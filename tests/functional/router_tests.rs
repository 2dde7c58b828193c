//! HTTP-level tests for the webhook and health routers.

use std::sync::Arc;

use axum::Router;
use axum::body::Body;
use axum::http::{Request, StatusCode};
use lxcfs_admission_webhook::HealthState;
use lxcfs_admission_webhook::health::create_router;
use lxcfs_admission_webhook::webhooks::{WebhookState, create_webhook_router};
use serde_json::{Value, json};
use tower::ServiceExt;

use crate::common::{PodBuilder, pods_resource, review_json};

async fn send(router: Router, request: Request<Body>) -> (StatusCode, Vec<u8>) {
    let response = router.oneshot(request).await.unwrap();
    let status = response.status();
    let body = axum::body::to_bytes(response.into_body(), 1024 * 1024)
        .await
        .unwrap();
    (status, body.to_vec())
}

fn post(uri: &str, body: &Value) -> Request<Body> {
    Request::builder()
        .method("POST")
        .uri(uri)
        .header("content-type", "application/json")
        .body(Body::from(serde_json::to_vec(body).unwrap()))
        .unwrap()
}

fn get(uri: &str) -> Request<Body> {
    Request::builder().uri(uri).body(Body::empty()).unwrap()
}

#[tokio::test]
async fn test_mutation_is_counted_in_metrics() {
    let health = Arc::new(HealthState::new());
    let webhook = create_webhook_router(Arc::new(WebhookState::new(health.clone())));

    let pod = PodBuilder::new("web").container("app").build();
    let review = review_json(&pod, pods_resource());
    let (status, body) = send(webhook.clone(), post("/mutate", &review)).await;
    assert_eq!(status, StatusCode::OK);
    let body: Value = serde_json::from_slice(&body).unwrap();
    assert_eq!(body["apiVersion"], "admission.k8s.io/v1");
    assert_eq!(body["kind"], "AdmissionReview");
    assert_eq!(body["response"]["allowed"], true);

    let deployments = json!({"group": "apps", "version": "v1", "resource": "deployments"});
    let (status, body) = send(webhook, post("/mutate", &review_json(&pod, deployments))).await;
    assert_eq!(status, StatusCode::OK);
    let body: Value = serde_json::from_slice(&body).unwrap();
    assert_eq!(body["response"]["allowed"], false);

    let (status, metrics) = send(create_router(health), get("/metrics")).await;
    assert_eq!(status, StatusCode::OK);
    let metrics = String::from_utf8(metrics).unwrap();
    assert!(metrics.contains(r#"lxcfs_webhook_admission_requests_total{outcome="mutated"} 1"#));
    assert!(metrics.contains(r#"lxcfs_webhook_admission_requests_total{outcome="rejected"} 1"#));
    assert!(metrics.contains("lxcfs_webhook_patch_operations_count 1"));
}

#[tokio::test]
async fn test_malformed_body_is_rejected() {
    let health = Arc::new(HealthState::new());
    let webhook = create_webhook_router(Arc::new(WebhookState::new(health)));

    let request = Request::builder()
        .method("POST")
        .uri("/mutate")
        .header("content-type", "application/json")
        .body(Body::from("{not json"))
        .unwrap();
    let (status, _) = send(webhook, request).await;
    assert!(status.is_client_error());
}

#[tokio::test]
async fn test_unknown_route_is_not_found() {
    let state = WebhookState::new(Arc::new(HealthState::new()));
    let webhook = create_webhook_router(Arc::new(state));
    let (status, _) = send(webhook, post("/validate", &json!({}))).await;
    assert_eq!(status, StatusCode::NOT_FOUND);
}

#[tokio::test]
async fn test_probes_follow_readiness() {
    let health = Arc::new(HealthState::new());
    let router = create_router(health.clone());

    let (status, _) = send(router.clone(), get("/healthz")).await;
    assert_eq!(status, StatusCode::OK);

    let (status, _) = send(router.clone(), get("/readyz")).await;
    assert_eq!(status, StatusCode::SERVICE_UNAVAILABLE);

    health.set_ready(true).await;
    let (status, body) = send(router, get("/readyz")).await;
    assert_eq!(status, StatusCode::OK);
    assert_eq!(body, b"ready");
}
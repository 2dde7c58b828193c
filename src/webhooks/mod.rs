//! Webhook module for mutating pod admission requests.
//!
//! Requests flow through three stages:
//! - `policy`: decide from namespace and annotations whether a pod is mutated
//! - `patch`: build the JSON patch injecting the LXCFS volumes and mounts
//! - `pods`: decode the request, run the two stages above, build the response

pub mod patch;
pub mod pods;
pub mod policy;
mod server;
pub mod templates;

pub use patch::{PatchError, build_patch, escape_json_pointer};
pub use pods::{Admission, AdmissionError, Outcome, mutate_pods};
pub use policy::{MUTATE_ANNOTATION, STATUS_ANNOTATION, STATUS_MUTATED, mutation_required};
pub use server::{
    WEBHOOK_CERT_PATH, WEBHOOK_KEY_PATH, WEBHOOK_PORT, WebhookError, WebhookState,
    create_webhook_router, run_webhook_server,
};

// Re-export kube-rs admission types for contract testing
pub use kube::core::admission::{AdmissionRequest, AdmissionResponse, AdmissionReview};
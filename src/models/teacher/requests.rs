use serde::Deserialize;
use ts_rs::TS;

// 快速评价请求
#[derive(Debug, Deserialize, TS)]
#[ts(export, export_to = "../frontend/src/types/generated/teacher.ts")]
pub struct QuickFeedbackRequest {
    pub status_label: String,
    #[serde(default)]
    pub text: String,
}
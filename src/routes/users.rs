use actix_web::{HttpRequest, HttpResponse, Result as ActixResult, web};
use once_cell::sync::Lazy;

use crate::middlewares;
use crate::models::users::entities::UserRole;
use crate::models::users::requests::UserListParams;
use crate::services::UserService;
use crate::utils::SafeUsername;

// 懒加载的全局 UserService 实例
static USER_SERVICE: Lazy<UserService> = Lazy::new(UserService::new_lazy);

// HTTP处理程序
pub async fn list_users(
    req: HttpRequest,
    query: web::Query<UserListParams>,
) -> ActixResult<HttpResponse> {
    USER_SERVICE.list_users(query.into_inner(), &req).await
}

pub async fn user_stats(req: HttpRequest) -> ActixResult<HttpResponse> {
    USER_SERVICE.user_stats(&req).await
}

pub async fn delete_user(req: HttpRequest, username: SafeUsername) -> ActixResult<HttpResponse> {
    USER_SERVICE.delete_user(username.0, &req).await
}

// 配置路由
pub fn configure_user_routes(cfg: &mut web::ServiceConfig) {
    cfg.service(
        web::scope("/api/v1/users")
            .wrap(middlewares::RequireJWT)
            .service(
                web::scope("")
                    .wrap(middlewares::RequireRole::new_any(UserRole::admin_roles()))
                    .route("", web::get().to(list_users))
                    // 须在 /{username} 之前注册
                    .route("/stats", web::get().to(user_stats))
                    .route("/{username}", web::delete().to(delete_user)),
            ),
    );
}
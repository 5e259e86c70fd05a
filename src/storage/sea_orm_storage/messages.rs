use super::SeaOrmStorage;
use crate::entity::messages::{ActiveModel, Column, Entity as Messages};
use crate::errors::{Result, TeknofestError};
use crate::models::messages::{Message, requests::CreateMessageRequest};
use sea_orm::{ActiveModelTrait, ColumnTrait, EntityTrait, QueryFilter, QueryOrder, Set};

impl SeaOrmStorage {
    /// 发送留言
    pub async fn create_message_impl(&self, req: CreateMessageRequest) -> Result<Message> {
        let model = ActiveModel {
            from_username: Set(req.from_username),
            to_username: Set(req.to_username),
            text: Set(req.text),
            timestamp: Set(chrono::Utc::now().timestamp_millis()),
            ..Default::default()
        };

        let result = model
            .insert(&self.db)
            .await
            .map_err(|e| TeknofestError::database_operation(format!("保存留言失败: {e}")))?;

        Ok(result.into_message())
    }

    /// 收件箱（最新在前）
    pub async fn list_messages_to_impl(&self, to_username: &str) -> Result<Vec<Message>> {
        let messages = Messages::find()
            .filter(Column::ToUsername.eq(to_username))
            .order_by_desc(Column::Timestamp)
            .order_by_desc(Column::Id)
            .all(&self.db)
            .await
            .map_err(|e| TeknofestError::database_operation(format!("查询留言失败: {e}")))?;

        Ok(messages.into_iter().map(|m| m.into_message()).collect())
    }
}
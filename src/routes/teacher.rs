use actix_web::{HttpRequest, HttpResponse, Result as ActixResult, web};
use once_cell::sync::Lazy;

use crate::middlewares;
use crate::models::teacher::requests::QuickFeedbackRequest;
use crate::models::users::entities::UserRole;
use crate::services::TeacherService;
use crate::utils::SafeUsername;

// 懒加载的全局 TeacherService 实例
static TEACHER_SERVICE: Lazy<TeacherService> = Lazy::new(TeacherService::new_lazy);

pub async fn dashboard(req: HttpRequest) -> ActixResult<HttpResponse> {
    TEACHER_SERVICE.dashboard(&req).await
}

pub async fn student_projects(
    req: HttpRequest,
    username: SafeUsername,
) -> ActixResult<HttpResponse> {
    TEACHER_SERVICE.student_projects(username.0, &req).await
}

pub async fn quick_feedback(
    req: HttpRequest,
    username: SafeUsername,
    feedback: web::Json<QuickFeedbackRequest>,
) -> ActixResult<HttpResponse> {
    TEACHER_SERVICE
        .quick_feedback(username.0, feedback.into_inner(), &req)
        .await
}

pub async fn feedback_presets() -> ActixResult<HttpResponse> {
    TEACHER_SERVICE.feedback_presets().await
}

// 配置路由
pub fn configure_teacher_routes(cfg: &mut web::ServiceConfig) {
    cfg.service(
        web::scope("/api/v1/teacher")
            .wrap(middlewares::RequireRole::new_any(UserRole::teacher_roles()))
            .wrap(middlewares::RequireJWT)
            .route("/dashboard", web::get().to(dashboard))
            .route("/feedback-presets", web::get().to(feedback_presets))
            .route("/students/{username}/projects", web::get().to(student_projects))
            .route("/students/{username}/feedback", web::post().to(quick_feedback)),
    );
}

────────────────────────────────────────

# WHAT NEEDS TO BE DONE
Word for word, restate the data above from its first line down to and including the line with "use lxcfs_admission_webhook::health::create_router;".

# REPLY TO THE EXERCISE
filename tests/functional/router_tests.rs
repository 2dde7c58b828193c
//! HTTP-level tests for the webhook and health routers.

use std::sync::Arc;

use axum::Router;
use axum::body::Body;
use axum::http::{Request, StatusCode};
use lxcfs_admission_webhook::HealthState;
use lxcfs_admission_webhook::health::create_router;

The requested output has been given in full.